[What you have to do] Please return every line in the entries below with the word "hasNextPage" in it.

[Input for this task]

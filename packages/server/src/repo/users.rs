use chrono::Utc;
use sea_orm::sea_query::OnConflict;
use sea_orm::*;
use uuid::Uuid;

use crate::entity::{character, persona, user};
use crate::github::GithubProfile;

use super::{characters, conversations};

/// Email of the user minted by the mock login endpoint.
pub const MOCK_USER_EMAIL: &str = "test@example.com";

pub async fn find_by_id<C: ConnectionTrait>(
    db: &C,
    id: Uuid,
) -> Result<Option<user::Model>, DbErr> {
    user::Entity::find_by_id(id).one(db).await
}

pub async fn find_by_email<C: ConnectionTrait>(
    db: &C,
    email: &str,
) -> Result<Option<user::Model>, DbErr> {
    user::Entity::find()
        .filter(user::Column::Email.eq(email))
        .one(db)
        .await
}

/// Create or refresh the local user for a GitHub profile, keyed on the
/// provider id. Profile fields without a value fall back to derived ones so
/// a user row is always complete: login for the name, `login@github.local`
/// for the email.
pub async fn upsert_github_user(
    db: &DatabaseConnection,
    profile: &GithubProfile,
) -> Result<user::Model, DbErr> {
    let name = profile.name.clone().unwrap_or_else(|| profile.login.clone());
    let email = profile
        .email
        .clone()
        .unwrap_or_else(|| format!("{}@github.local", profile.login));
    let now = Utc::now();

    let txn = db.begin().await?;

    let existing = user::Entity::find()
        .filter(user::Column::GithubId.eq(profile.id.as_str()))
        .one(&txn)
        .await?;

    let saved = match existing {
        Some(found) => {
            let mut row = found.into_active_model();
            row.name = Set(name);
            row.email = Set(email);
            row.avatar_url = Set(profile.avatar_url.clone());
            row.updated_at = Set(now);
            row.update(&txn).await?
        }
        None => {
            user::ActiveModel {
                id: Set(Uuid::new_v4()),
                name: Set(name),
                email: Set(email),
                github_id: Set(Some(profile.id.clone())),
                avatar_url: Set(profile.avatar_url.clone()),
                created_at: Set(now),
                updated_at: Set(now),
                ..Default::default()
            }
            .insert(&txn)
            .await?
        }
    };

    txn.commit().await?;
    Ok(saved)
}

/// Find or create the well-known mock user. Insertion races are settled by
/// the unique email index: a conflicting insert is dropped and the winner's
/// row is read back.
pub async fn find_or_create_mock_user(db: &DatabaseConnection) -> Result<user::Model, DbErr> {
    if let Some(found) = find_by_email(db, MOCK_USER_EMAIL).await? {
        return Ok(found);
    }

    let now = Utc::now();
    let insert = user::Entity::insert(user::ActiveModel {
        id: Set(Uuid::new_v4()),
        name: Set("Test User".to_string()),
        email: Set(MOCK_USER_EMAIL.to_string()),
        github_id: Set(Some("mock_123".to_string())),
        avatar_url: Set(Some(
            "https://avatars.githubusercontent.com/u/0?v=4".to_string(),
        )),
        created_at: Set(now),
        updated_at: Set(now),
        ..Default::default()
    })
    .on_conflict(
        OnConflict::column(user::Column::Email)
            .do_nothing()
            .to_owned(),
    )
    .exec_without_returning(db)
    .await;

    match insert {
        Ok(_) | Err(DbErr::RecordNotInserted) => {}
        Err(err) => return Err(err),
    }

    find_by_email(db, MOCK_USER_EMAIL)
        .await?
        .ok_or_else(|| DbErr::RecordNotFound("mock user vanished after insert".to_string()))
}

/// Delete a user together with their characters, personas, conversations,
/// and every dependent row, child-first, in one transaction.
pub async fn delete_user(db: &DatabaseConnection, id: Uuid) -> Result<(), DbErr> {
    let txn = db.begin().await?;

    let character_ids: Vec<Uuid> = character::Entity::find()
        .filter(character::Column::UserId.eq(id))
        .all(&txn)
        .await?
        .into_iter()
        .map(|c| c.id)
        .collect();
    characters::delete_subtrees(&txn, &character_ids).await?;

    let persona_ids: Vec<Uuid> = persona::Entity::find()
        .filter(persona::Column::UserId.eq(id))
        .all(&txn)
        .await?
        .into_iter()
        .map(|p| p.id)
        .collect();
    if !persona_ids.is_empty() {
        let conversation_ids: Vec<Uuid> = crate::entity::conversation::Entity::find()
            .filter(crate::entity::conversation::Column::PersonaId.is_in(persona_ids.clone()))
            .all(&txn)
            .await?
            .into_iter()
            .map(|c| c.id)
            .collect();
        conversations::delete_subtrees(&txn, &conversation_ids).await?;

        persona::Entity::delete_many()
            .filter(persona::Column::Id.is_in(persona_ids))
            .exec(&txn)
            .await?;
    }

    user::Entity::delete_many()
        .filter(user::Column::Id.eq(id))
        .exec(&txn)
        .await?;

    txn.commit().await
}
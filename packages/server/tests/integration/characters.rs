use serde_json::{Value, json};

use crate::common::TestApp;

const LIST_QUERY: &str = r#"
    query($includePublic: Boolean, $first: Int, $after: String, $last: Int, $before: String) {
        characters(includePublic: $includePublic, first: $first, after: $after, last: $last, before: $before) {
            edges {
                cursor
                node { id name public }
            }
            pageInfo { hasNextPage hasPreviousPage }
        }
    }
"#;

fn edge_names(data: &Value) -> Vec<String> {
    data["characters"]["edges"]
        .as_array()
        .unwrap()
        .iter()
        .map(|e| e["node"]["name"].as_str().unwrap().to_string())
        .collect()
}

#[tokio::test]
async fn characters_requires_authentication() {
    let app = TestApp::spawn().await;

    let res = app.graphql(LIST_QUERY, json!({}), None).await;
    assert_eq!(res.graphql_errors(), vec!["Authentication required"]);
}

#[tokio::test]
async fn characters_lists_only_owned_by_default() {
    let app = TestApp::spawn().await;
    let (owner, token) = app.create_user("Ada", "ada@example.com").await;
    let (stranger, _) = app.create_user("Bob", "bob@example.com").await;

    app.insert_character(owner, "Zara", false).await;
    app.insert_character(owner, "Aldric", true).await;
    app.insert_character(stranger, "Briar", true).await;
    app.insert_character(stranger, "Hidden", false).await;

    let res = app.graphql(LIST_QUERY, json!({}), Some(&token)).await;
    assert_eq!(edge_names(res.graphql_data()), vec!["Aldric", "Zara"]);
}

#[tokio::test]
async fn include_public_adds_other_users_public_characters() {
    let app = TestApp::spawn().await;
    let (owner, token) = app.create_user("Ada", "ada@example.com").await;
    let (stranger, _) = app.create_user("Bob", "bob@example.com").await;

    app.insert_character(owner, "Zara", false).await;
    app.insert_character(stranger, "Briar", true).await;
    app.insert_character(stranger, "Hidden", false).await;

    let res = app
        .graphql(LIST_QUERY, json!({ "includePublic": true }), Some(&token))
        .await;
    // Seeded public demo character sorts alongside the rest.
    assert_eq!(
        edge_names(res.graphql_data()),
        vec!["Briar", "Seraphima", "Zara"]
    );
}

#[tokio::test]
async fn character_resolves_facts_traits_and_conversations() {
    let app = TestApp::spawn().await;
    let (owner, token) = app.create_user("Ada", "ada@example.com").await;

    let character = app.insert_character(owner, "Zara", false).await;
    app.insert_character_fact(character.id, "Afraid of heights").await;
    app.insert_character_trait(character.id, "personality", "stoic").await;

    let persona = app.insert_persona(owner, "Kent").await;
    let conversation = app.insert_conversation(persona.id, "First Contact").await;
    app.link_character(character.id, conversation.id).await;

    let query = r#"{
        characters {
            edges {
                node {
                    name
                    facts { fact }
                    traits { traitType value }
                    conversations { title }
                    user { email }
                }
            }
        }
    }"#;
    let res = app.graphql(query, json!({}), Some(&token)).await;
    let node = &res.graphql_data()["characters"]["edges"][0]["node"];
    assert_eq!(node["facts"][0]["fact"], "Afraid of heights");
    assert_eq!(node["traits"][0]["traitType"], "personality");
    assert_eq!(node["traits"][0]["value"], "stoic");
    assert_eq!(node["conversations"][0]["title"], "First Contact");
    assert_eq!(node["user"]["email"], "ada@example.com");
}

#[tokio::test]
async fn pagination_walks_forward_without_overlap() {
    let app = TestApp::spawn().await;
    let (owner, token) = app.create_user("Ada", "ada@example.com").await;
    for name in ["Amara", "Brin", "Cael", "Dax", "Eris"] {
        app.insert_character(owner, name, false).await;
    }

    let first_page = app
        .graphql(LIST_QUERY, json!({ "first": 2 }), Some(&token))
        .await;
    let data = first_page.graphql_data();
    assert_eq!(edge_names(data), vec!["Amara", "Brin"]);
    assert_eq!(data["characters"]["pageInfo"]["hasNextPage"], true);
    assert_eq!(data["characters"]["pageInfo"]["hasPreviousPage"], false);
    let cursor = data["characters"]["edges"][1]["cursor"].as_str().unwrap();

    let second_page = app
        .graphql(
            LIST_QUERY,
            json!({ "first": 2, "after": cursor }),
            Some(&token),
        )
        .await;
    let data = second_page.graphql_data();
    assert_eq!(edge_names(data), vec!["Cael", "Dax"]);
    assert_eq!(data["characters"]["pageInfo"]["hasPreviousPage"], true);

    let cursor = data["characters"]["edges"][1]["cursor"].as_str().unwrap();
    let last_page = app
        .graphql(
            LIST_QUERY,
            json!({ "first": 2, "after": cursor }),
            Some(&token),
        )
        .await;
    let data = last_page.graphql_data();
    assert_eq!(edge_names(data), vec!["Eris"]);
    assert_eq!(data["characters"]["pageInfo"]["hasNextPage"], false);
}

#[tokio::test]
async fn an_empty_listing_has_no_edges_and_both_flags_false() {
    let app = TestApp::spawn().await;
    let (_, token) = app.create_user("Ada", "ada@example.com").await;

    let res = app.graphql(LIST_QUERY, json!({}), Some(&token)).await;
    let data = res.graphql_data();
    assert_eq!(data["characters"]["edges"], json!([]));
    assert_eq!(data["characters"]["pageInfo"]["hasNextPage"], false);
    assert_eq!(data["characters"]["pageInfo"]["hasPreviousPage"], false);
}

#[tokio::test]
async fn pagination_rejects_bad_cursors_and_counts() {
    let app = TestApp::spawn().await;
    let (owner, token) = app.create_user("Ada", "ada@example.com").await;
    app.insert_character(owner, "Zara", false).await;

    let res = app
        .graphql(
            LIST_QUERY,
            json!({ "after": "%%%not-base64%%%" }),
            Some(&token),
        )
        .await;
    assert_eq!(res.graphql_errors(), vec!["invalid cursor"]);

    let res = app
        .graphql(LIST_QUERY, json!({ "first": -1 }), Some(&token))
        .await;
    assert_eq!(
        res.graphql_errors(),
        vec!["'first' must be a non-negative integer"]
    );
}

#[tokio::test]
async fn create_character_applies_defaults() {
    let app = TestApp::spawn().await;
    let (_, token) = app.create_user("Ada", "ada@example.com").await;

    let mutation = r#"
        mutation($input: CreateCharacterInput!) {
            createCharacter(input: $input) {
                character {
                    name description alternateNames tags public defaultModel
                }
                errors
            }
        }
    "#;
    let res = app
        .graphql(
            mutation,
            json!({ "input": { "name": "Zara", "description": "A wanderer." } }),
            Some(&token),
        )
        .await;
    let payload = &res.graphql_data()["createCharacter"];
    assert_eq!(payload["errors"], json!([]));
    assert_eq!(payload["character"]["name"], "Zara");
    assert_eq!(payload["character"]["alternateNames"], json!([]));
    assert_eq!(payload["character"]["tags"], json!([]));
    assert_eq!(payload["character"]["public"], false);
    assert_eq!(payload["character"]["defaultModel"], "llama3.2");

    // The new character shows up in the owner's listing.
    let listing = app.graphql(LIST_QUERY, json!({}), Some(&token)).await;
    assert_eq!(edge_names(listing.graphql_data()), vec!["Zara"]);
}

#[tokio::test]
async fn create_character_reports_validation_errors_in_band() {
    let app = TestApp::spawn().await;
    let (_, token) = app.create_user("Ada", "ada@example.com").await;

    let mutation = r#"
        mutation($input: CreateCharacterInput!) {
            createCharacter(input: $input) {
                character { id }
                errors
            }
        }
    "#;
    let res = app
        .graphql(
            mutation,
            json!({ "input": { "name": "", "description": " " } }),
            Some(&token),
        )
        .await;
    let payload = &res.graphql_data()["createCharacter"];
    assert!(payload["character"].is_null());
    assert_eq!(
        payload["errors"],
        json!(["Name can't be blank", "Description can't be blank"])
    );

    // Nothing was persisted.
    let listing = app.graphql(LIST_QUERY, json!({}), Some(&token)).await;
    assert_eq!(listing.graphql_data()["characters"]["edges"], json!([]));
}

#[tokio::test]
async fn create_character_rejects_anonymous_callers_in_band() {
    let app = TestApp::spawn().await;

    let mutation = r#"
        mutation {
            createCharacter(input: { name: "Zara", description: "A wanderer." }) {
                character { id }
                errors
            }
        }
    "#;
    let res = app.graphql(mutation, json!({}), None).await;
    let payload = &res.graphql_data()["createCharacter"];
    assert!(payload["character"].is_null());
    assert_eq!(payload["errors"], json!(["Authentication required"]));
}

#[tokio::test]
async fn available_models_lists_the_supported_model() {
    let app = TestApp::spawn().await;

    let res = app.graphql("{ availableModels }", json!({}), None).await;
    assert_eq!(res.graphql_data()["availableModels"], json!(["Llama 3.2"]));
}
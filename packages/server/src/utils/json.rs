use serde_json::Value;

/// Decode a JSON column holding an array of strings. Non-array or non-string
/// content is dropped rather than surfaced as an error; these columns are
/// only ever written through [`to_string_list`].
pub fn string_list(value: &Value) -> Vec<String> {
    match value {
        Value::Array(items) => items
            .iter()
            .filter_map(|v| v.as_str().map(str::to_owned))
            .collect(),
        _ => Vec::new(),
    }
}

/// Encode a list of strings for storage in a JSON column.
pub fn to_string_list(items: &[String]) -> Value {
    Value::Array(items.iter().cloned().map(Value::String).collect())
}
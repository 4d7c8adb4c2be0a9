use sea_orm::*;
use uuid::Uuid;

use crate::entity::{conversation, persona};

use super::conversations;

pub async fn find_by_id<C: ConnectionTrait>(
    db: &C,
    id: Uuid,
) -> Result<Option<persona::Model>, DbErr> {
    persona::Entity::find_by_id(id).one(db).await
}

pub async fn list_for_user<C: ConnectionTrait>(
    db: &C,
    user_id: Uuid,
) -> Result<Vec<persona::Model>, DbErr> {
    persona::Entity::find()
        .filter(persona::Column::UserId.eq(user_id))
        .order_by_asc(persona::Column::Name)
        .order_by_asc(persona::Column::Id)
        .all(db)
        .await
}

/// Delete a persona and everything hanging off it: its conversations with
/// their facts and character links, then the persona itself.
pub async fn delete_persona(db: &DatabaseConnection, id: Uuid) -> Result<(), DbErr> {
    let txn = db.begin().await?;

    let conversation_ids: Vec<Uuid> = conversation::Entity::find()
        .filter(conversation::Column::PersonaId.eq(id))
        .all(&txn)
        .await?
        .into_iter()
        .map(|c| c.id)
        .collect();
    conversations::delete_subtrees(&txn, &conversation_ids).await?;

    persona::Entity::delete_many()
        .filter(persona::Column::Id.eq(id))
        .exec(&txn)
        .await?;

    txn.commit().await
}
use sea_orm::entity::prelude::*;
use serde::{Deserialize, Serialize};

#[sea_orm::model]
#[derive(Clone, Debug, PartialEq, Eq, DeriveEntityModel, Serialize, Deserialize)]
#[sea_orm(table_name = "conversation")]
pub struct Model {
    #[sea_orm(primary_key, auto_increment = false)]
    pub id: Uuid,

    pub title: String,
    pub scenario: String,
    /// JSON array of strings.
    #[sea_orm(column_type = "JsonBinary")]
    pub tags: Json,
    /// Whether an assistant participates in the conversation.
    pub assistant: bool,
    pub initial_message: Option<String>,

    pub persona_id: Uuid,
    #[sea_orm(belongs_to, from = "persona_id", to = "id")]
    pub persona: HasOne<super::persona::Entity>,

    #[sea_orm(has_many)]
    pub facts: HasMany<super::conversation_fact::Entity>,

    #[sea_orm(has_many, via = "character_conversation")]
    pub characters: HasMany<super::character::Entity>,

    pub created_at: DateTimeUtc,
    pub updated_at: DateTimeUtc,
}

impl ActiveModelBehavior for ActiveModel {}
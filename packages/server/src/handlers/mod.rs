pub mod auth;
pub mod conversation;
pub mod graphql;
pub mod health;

[Exercise solution]
            pageInfo { hasNextPage hasPreviousPage }
    assert_eq!(data["characters"]["pageInfo"]["hasNextPage"], true);
    assert_eq!(data["characters"]["pageInfo"]["hasNextPage"], false);
    assert_eq!(data["characters"]["pageInfo"]["hasNextPage"], false);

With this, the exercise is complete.